-------- RECORDS SUPPLIED

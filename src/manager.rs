//! # Lock Manager
//!
//! Arbitrates read/write locks on half-open byte-key ranges so that many
//! threads can share one ordered key/value store. Readers of a range
//! coexist; a writer excludes everybody else. All locks of one owner stand
//! until a single [`release`](LockManager::release) drops them together,
//! which is what makes transactions honoring the protocol serializable.
//!
//! The manager never touches the store itself; it only decides who may.

use std::collections::{HashMap, HashSet};
use std::sync::Arc;
use std::time::{Duration, Instant};

use bytes::Bytes;
use parking_lot::{Condvar, Mutex};

use crate::errors::LatchError;
use crate::index::LockIndex;
use crate::key::KeyRange;
use crate::lock::Lock;
use crate::owner::{LockOwner, OwnerId};

/// Timeouts are capped here so deadline arithmetic can never overflow.
const TEN_YEARS: Duration = Duration::from_secs(10 * 365 * 24 * 60 * 60);

/// Outcome of a [`LockManager::lock`] or [`LockManager::release`] call.
#[derive(Debug, Display, Clone, Copy, PartialEq, Eq)]
pub enum LockResult {
    /// The lock was acquired, possibly after absorbing locks the owner
    /// already held on touching ranges.
    #[display("success")]
    Success,

    /// The per-call wait timeout elapsed before the range became free.
    #[display("wait timeout expired")]
    WaitTimeoutExpired,

    /// The owner sat on a contested lock past the hold timeout. All of its
    /// locks have been force-released and the owner must abort.
    #[display("hold timeout expired")]
    HoldTimeoutExpired,
}

#[derive(Debug, Clone, Copy, PartialEq, Eq)]
enum HoldState {
    /// The owner blocks somebody and must be done by this instant.
    Until(Instant),
    /// The deadline passed: the owner's locks are gone, and its next call
    /// reports [`LockResult::HoldTimeoutExpired`].
    Expired,
}

#[derive(Debug, Default)]
struct ManagerState {
    index: LockIndex,
    /// Per-owner sets of held locks; always the same population as `index`.
    owned: HashMap<OwnerId, Vec<Arc<Lock>>>,
    hold_deadlines: HashMap<OwnerId, HoldState>,
    interrupts: HashSet<OwnerId>,
    hold_timeout: Duration,
}

impl ManagerState {
    /// Whether `lock` can be granted right now. On `true`, `mergers` holds
    /// the records the caller must fold into the new lock.
    fn check_lock(&mut self, waiters: &Condvar, lock: &Lock, mergers: &mut Vec<Arc<Lock>>) -> bool {
        // A forced release invalidates the slice being scanned, so the whole
        // scan starts over whenever one happens.
        'start_over: loop {
            let overlapping = self.index.overlapping(lock.range());
            for other in &overlapping {
                if !lock.conflicts_with(other) {
                    continue;
                }
                if !self.hold_timeout.is_zero() {
                    let now = Instant::now();
                    match self.hold_deadlines.get(&other.owner()).copied() {
                        Some(HoldState::Until(deadline)) if now >= deadline => {
                            debug!(owner = %other.owner(), "hold deadline passed, force-releasing");
                            self.hold_deadlines.insert(other.owner(), HoldState::Expired);
                            self.release_owner(other.owner(), waiters);
                            continue 'start_over;
                        }
                        Some(_) => {}
                        None => {
                            // First time anybody was blocked by this owner;
                            // its hold clock starts ticking now.
                            self.hold_deadlines
                                .insert(other.owner(), HoldState::Until(now + self.hold_timeout));
                        }
                    }
                }
                trace!(
                    owner = %lock.owner(),
                    blocker = %other.owner(),
                    blocker_range = ?other.range(),
                    blocker_write = other.is_write(),
                    "lock blocked by conflicting lock"
                );
                return false;
            }
            for other in &overlapping {
                if lock.merge_with(other).is_some() {
                    mergers.push(Arc::clone(other));
                }
            }
            return true;
        }
    }

    /// Removes every lock `owner` holds and wakes all waiters.
    fn release_owner(&mut self, owner: OwnerId, waiters: &Condvar) {
        if let Some(locks) = self.owned.remove(&owner) {
            for lock in &locks {
                self.index.remove(lock);
            }
            trace!(owner = %owner, count = locks.len(), "released all locks of owner");
        }
        waiters.notify_all();
    }

    /// Drops one record from the index and from its owner's set.
    fn remove_lock(&mut self, lock: &Lock) {
        self.index.remove(lock);
        if let Some(locks) = self.owned.get_mut(&lock.owner()) {
            locks.retain(|held| held.id() != lock.id());
        }
    }
}

/// # Lock Manager
///
/// All state sits behind one mutex held for the full duration of every call;
/// contention is resolved by the wait/retry protocol rather than by
/// fine-grained locking. The only place a call blocks is the condition
/// variable inside [`lock`](Self::lock); [`release`](Self::release) never
/// waits.
///
/// Two independent timeouts apply:
///
/// - the **wait timeout**, a per-call bound on how long `lock` blocks on a
///   range held by somebody else;
/// - the **hold timeout** ([`set_hold_timeout`](Self::set_hold_timeout)), a
///   per-owner bound on how long a *contested* lock may be held. Once it
///   expires the owner's locks are force-released, and the owner learns of
///   it from its next `lock` or `release` call.
///
/// The manager keeps owner identities, never the owners themselves. A
/// caller must [`release`](Self::release) an owner exactly once before
/// dropping it (committed, aborted, or expired alike), or the owner's
/// bookkeeping entries stay behind.
#[derive(Debug)]
pub struct LockManager {
    state: Mutex<ManagerState>,
    /// Signaled whenever locks leave the index or an interrupt arrives.
    unlocked: Condvar,
}

impl LockManager {
    pub fn new() -> Self {
        Self {
            state: Mutex::new(ManagerState::default()),
            unlocked: Condvar::new(),
        }
    }

    /// The configured hold timeout; zero means unlimited.
    pub fn hold_timeout(&self) -> Duration {
        self.state.lock().hold_timeout
    }

    /// Bounds how long an owner may sit on a contested lock before all of
    /// its locks are force-released. Zero, the default, disables the bound.
    /// Values are clamped to ten years.
    ///
    /// The clock for an owner starts the first time some other owner's
    /// `lock` call finds itself blocked by it; owners that never block
    /// anybody are never force-released.
    pub fn set_hold_timeout(&self, hold_timeout: Duration) {
        self.state.lock().hold_timeout = hold_timeout.min(TEN_YEARS);
    }

    /// Acquires a lock on `[min_key, max_key)` for `owner`, blocking up to
    /// `wait_timeout` while the range conflicts with other owners' locks.
    ///
    /// An absent endpoint leaves the range unbounded on that side. A zero
    /// `wait_timeout` waits indefinitely; nonzero values are clamped to ten
    /// years. Equal endpoints are legal: the empty range conflicts with
    /// nobody but still merges into the owner's touching locks.
    ///
    /// Once acquired, a lock stays acquired until [`release`](Self::release)
    /// drops all of the owner's locks together. Locks of the same owner
    /// never block each other: a candidate covering or extending ranges the
    /// owner already holds in the same mode replaces them with one merged
    /// record.
    ///
    /// # Errors
    ///
    /// [`LatchError::InvalidRange`] when `min_key` sorts after `max_key`
    /// (nothing changes), and [`LatchError::Interrupted`] when
    /// [`interrupt`](Self::interrupt) aborts the wait (the candidate is not
    /// inserted).
    pub fn lock(
        &self,
        owner: &LockOwner,
        min_key: Option<Bytes>,
        max_key: Option<Bytes>,
        write: bool,
        wait_timeout: Duration,
    ) -> Result<LockResult, LatchError> {
        let range = KeyRange::new(min_key, max_key)?;
        let wait_timeout = wait_timeout.min(TEN_YEARS);

        let mut state = self.state.lock();

        // A force-release may already have happened; the owner finds out
        // here, and the marker is consumed by the observation.
        if state.hold_deadlines.get(&owner.id()) == Some(&HoldState::Expired) {
            state.hold_deadlines.remove(&owner.id());
            return Ok(LockResult::HoldTimeoutExpired);
        }

        let candidate = Lock::new(owner.id(), range, write);
        trace!(owner = %owner.id(), range = ?candidate.range(), write, "lock requested");

        let deadline = if wait_timeout.is_zero() {
            None
        } else {
            Some(Instant::now() + wait_timeout)
        };
        let mut mergers = Vec::new();
        loop {
            mergers.clear();
            if state.check_lock(&self.unlocked, &candidate, &mut mergers) {
                break;
            }
            // The wait below is the call's only suspension point; a pending
            // interrupt aborts instead of blocking.
            if state.interrupts.remove(&owner.id()) {
                return Err(LatchError::Interrupted);
            }
            match deadline {
                None => self.unlocked.wait(&mut state),
                Some(deadline) => {
                    if Instant::now() >= deadline {
                        trace!(owner = %owner.id(), range = ?candidate.range(), "wait timeout expired");
                        return Ok(LockResult::WaitTimeoutExpired);
                    }
                    let _ = self.unlocked.wait_until(&mut state, deadline);
                }
            }
        }

        // Fold the owner's touching same-mode locks into a single record.
        let mut acquired = candidate;
        for other in mergers.drain(..) {
            let Some(merged) = acquired.merge_with(&other) else {
                continue;
            };
            state.remove_lock(&other);
            acquired = merged;
        }

        let acquired = Arc::new(acquired);
        state.index.insert(Arc::clone(&acquired));
        state
            .owned
            .entry(owner.id())
            .or_default()
            .push(Arc::clone(&acquired));
        // An interrupt that lost the race to admission is dropped.
        state.interrupts.remove(&owner.id());
        trace!(owner = %owner.id(), range = ?acquired.range(), write, "lock acquired");
        Ok(LockResult::Success)
    }

    /// Releases every lock held by `owner` and wakes all waiters.
    ///
    /// Returns [`LockResult::HoldTimeoutExpired`] when the owner's locks
    /// were already force-released by the hold timeout; either way the
    /// manager keeps no state for the owner afterwards.
    pub fn release(&self, owner: &LockOwner) -> LockResult {
        let mut state = self.state.lock();
        state.interrupts.remove(&owner.id());
        if state.hold_deadlines.remove(&owner.id()) == Some(HoldState::Expired) {
            trace!(owner = %owner.id(), "release after hold timeout expiry");
            return LockResult::HoldTimeoutExpired;
        }
        state.release_owner(owner.id(), &self.unlocked);
        LockResult::Success
    }

    /// Asks the owner's blocked [`lock`](Self::lock) call, if any, to give
    /// up and return [`LatchError::Interrupted`] instead of waiting on.
    ///
    /// The request is dropped if the call reaches admission first, and
    /// cleared by [`release`](Self::release).
    pub fn interrupt(&self, owner: &LockOwner) {
        let mut state = self.state.lock();
        state.interrupts.insert(owner.id());
        self.unlocked.notify_all();
    }
}

impl Default for LockManager {
    fn default() -> Self {
        Self::new()
    }
}
//! Devrack: a supervisor for the local development servers.
//!
//! This is the entry point of the application. It parses command-line
//! arguments, loads configuration, and dispatches to the supervisor façade,
//! printing one result line per server.

mod config;
mod launcher;
mod locator;
mod mux;
mod platform;
mod server;
mod status;
mod store;
mod supervisor;
mod terminator;

use std::path::PathBuf;
use std::process::ExitCode;

use anyhow::{Context, Result};
use clap::builder::styling::{AnsiColor, Effects, Style};
use clap::builder::Styles;
use clap::{Args, Parser, Subcommand};
use tracing_subscriber::EnvFilter;

use crate::config::Settings;
use crate::server::ServerName;
use crate::status::ServerState;
use crate::store::RecordStore;
use crate::supervisor::{Outcome, Report, StartOptions};

/// Command-line interface definition.
#[derive(Debug, Parser)]
#[command(
    name = "devrack",
    version,
    about = "Supervise the local development servers",
    styles = help_styles()
)]
struct Cli {
    /// Path to devrack.toml (defaults to ./devrack.toml when present).
    #[arg(long, global = true, value_name = "FILE")]
    config: Option<PathBuf>,
    #[command(subcommand)]
    command: Commands,
}

#[derive(Debug, Subcommand)]
enum Commands {
    /// Start servers (backend and frontend when none is named).
    Start(StartArgs),
    /// Stop servers (the running ones when none is named).
    Stop(StopArgs),
    /// Stop and then start servers.
    Restart(StartArgs),
    /// Show the state of every server.
    Status,
    /// Remove process records whose process is gone.
    Cleanup,
}

#[derive(Debug, Args)]
struct StartArgs {
    #[command(flatten)]
    select: ServerSelect,
    /// Override the backend port.
    #[arg(long, value_name = "PORT")]
    backend_port: Option<u16>,
    /// Override the frontend port.
    #[arg(long, value_name = "PORT")]
    frontend_port: Option<u16>,
    /// Override the dashboard port.
    #[arg(long, value_name = "PORT")]
    dashboard_port: Option<u16>,
    /// Detach servers from this terminal so they survive it.
    #[arg(long)]
    detach: bool,
    /// Run every target in this terminal with merged, prefixed output.
    #[arg(long, conflicts_with = "detach")]
    concurrent: bool,
    /// Block until foreground servers exit.
    #[arg(long, conflicts_with = "detach")]
    wait: bool,
}

#[derive(Debug, Args)]
struct StopArgs {
    #[command(flatten)]
    select: ServerSelect,
    /// Stop every known server, not just the running ones.
    #[arg(long)]
    all: bool,
    /// Skip the graceful phase and kill immediately.
    #[arg(long)]
    force: bool,
}

/// Per-server selection flags shared by start and stop.
#[derive(Debug, Args)]
struct ServerSelect {
    /// Target the backend server.
    #[arg(long)]
    backend: bool,
    /// Target the frontend dev server.
    #[arg(long)]
    frontend: bool,
    /// Target the dashboard server.
    #[arg(long)]
    dashboard: bool,
}

impl ServerSelect {
    /// Explicitly named servers, in display order. Empty means "no selection".
    fn named(&self) -> Vec<ServerName> {
        let mut servers = Vec::new();
        if self.backend {
            servers.push(ServerName::Backend);
        }
        if self.frontend {
            servers.push(ServerName::Frontend);
        }
        if self.dashboard {
            servers.push(ServerName::Dashboard);
        }
        servers
    }

    /// Named servers, or the backend+frontend pair when none is named; the
    /// dashboard is optional and only started on request.
    fn named_or_default(&self) -> Vec<ServerName> {
        let named = self.named();
        if named.is_empty() {
            vec![ServerName::Backend, ServerName::Frontend]
        } else {
            named
        }
    }
}

#[tokio::main]
async fn main() -> ExitCode {
    init_tracing();
    let cli = Cli::parse();
    match run(cli).await {
        Ok(true) => ExitCode::SUCCESS,
        Ok(false) => ExitCode::FAILURE,
        Err(err) => {
            eprintln!("error: {:#}", err);
            ExitCode::FAILURE
        }
    }
}

/// Dispatches one CLI invocation. Returns whether every server succeeded.
async fn run(cli: Cli) -> Result<bool> {
    let config = match cli.config.or_else(config::default_config_path) {
        Some(path) => config::load_config(&path)?,
        None => config::Config::default(),
    };

    let port_overrides = match &cli.command {
        Commands::Start(args) | Commands::Restart(args) => port_overrides(args),
        _ => Vec::new(),
    };
    let settings = Settings::resolve(config, &port_overrides).context("invalid configuration")?;
    let store = RecordStore::new(settings.state_dir.clone());

    match cli.command {
        Commands::Start(args) => {
            let servers = args.select.named_or_default();
            let reports =
                supervisor::start(&settings, &store, &servers, start_options(&args)).await?;
            Ok(print_reports(&reports))
        }
        Commands::Stop(args) => {
            let servers = if args.all {
                ServerName::ALL.to_vec()
            } else {
                let named = args.select.named();
                if named.is_empty() {
                    supervisor::running(&settings, &store)
                } else {
                    named
                }
            };
            if servers.is_empty() {
                println!("nothing to stop");
                return Ok(true);
            }
            let reports = supervisor::stop(&settings, &store, &servers, args.force).await;
            Ok(print_reports(&reports))
        }
        Commands::Restart(args) => {
            let servers = args.select.named_or_default();
            let reports =
                supervisor::restart(&settings, &store, &servers, start_options(&args)).await?;
            Ok(print_reports(&reports))
        }
        Commands::Status => {
            for status in supervisor::status(&settings, &store) {
                print_status(&status, settings.port(status.name));
            }
            Ok(true)
        }
        Commands::Cleanup => {
            let report = supervisor::cleanup(&store);
            for name in &report.removed {
                println!("{}: removed stale record", name);
            }
            println!(
                "cleanup: {} removed, {} retained",
                report.removed.len(),
                report.retained
            );
            Ok(true)
        }
    }
}

fn start_options(args: &StartArgs) -> StartOptions {
    StartOptions {
        detach: args.detach,
        concurrent: args.concurrent,
        wait: args.wait,
    }
}

fn port_overrides(args: &StartArgs) -> Vec<(ServerName, u16)> {
    let mut overrides = Vec::new();
    if let Some(port) = args.backend_port {
        overrides.push((ServerName::Backend, port));
    }
    if let Some(port) = args.frontend_port {
        overrides.push((ServerName::Frontend, port));
    }
    if let Some(port) = args.dashboard_port {
        overrides.push((ServerName::Dashboard, port));
    }
    overrides
}

/// Prints one line per report; returns whether all of them succeeded.
fn print_reports(reports: &[Report]) -> bool {
    let mut all_ok = true;
    for report in reports {
        match &report.outcome {
            Outcome::Started(pid) => println!("{}: started (pid {})", report.name, pid),
            Outcome::AlreadyRunning(Some(pid)) => {
                println!("{}: already running (pid {})", report.name, pid)
            }
            Outcome::AlreadyRunning(None) => println!("{}: already running", report.name),
            Outcome::Stopped => println!("{}: stopped", report.name),
            Outcome::NotRunning => println!("{}: not running", report.name),
            Outcome::External => println!(
                "{}: record cleared; close its terminal window manually",
                report.name
            ),
            Outcome::Failed(message) => {
                all_ok = false;
                eprintln!("{}: failed: {}", report.name, message);
            }
        }
    }
    all_ok
}

fn print_status(status: &crate::status::ServerStatus, port: u16) {
    let state = match status.state {
        ServerState::Running => "running",
        ServerState::Stopped => "stopped",
        ServerState::Unknown => "unknown",
    };
    let detail = if status.external {
        "  (external terminal)".to_string()
    } else if let Some(pid) = status.pid {
        format!("  pid {}", pid)
    } else {
        String::new()
    };
    println!("{:<10} {:<8} port {}{}", status.name, state, port, detail);
}

fn init_tracing() {
    let filter =
        EnvFilter::try_from_default_env().unwrap_or_else(|_| EnvFilter::new("devrack=info"));
    tracing_subscriber::fmt()
        .with_env_filter(filter)
        .with_writer(std::io::stderr)
        .compact()
        .init();
}

fn help_styles() -> Styles {
    Styles::styled()
        .header(
            Style::new()
                .fg_color(Some(AnsiColor::Cyan.into()))
                .effects(Effects::BOLD),
        )
        .usage(
            Style::new()
                .fg_color(Some(AnsiColor::Green.into()))
                .effects(Effects::BOLD),
        )
        .literal(Style::new().fg_color(Some(AnsiColor::Yellow.into())))
        .placeholder(Style::new().fg_color(Some(AnsiColor::Magenta.into())))
        .valid(Style::new().fg_color(Some(AnsiColor::Green.into())))
        .invalid(
            Style::new()
                .fg_color(Some(AnsiColor::Red.into()))
                .effects(Effects::BOLD),
        )
}

#[cfg(test)]
mod tests {
    use super::*;

    #[test]
    fn named_selection_preserves_display_order() {
        let select = ServerSelect {
            backend: false,
            frontend: true,
            dashboard: true,
        };
        assert_eq!(
            select.named(),
            vec![ServerName::Frontend, ServerName::Dashboard]
        );
        let none = ServerSelect {
            backend: false,
            frontend: false,
            dashboard: false,
        };
        assert_eq!(
            none.named_or_default(),
            vec![ServerName::Backend, ServerName::Frontend]
        );
    }

    #[test]
    fn cli_parses_start_flags() {
        let cli = Cli::try_parse_from([
            "devrack",
            "start",
            "--backend",
            "--backend-port",
            "9090",
            "--detach",
        ])
        .unwrap();
        let Commands::Start(args) = cli.command else {
            panic!("expected start");
        };
        assert!(args.select.backend);
        assert!(args.detach);
        assert_eq!(port_overrides(&args), vec![(ServerName::Backend, 9090)]);
    }

    #[test]
    fn concurrent_conflicts_with_detach() {
        let result = Cli::try_parse_from(["devrack", "start", "--detach", "--concurrent"]);
        assert!(result.is_err());
    }

    #[test]
    fn cli_parses_force_stop_all() {
        let cli = Cli::try_parse_from(["devrack", "stop", "--all", "--force"]).unwrap();
        let Commands::Stop(args) = cli.command else {
            panic!("expected stop");
        };
        assert!(args.all && args.force);
    }
}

----------------

§ EXERCISE: Taking the entries as a whole, work out how many lines contain the string "touching". Respond with only the number.

§ SOLUTION FOR THIS EXERCISE: 3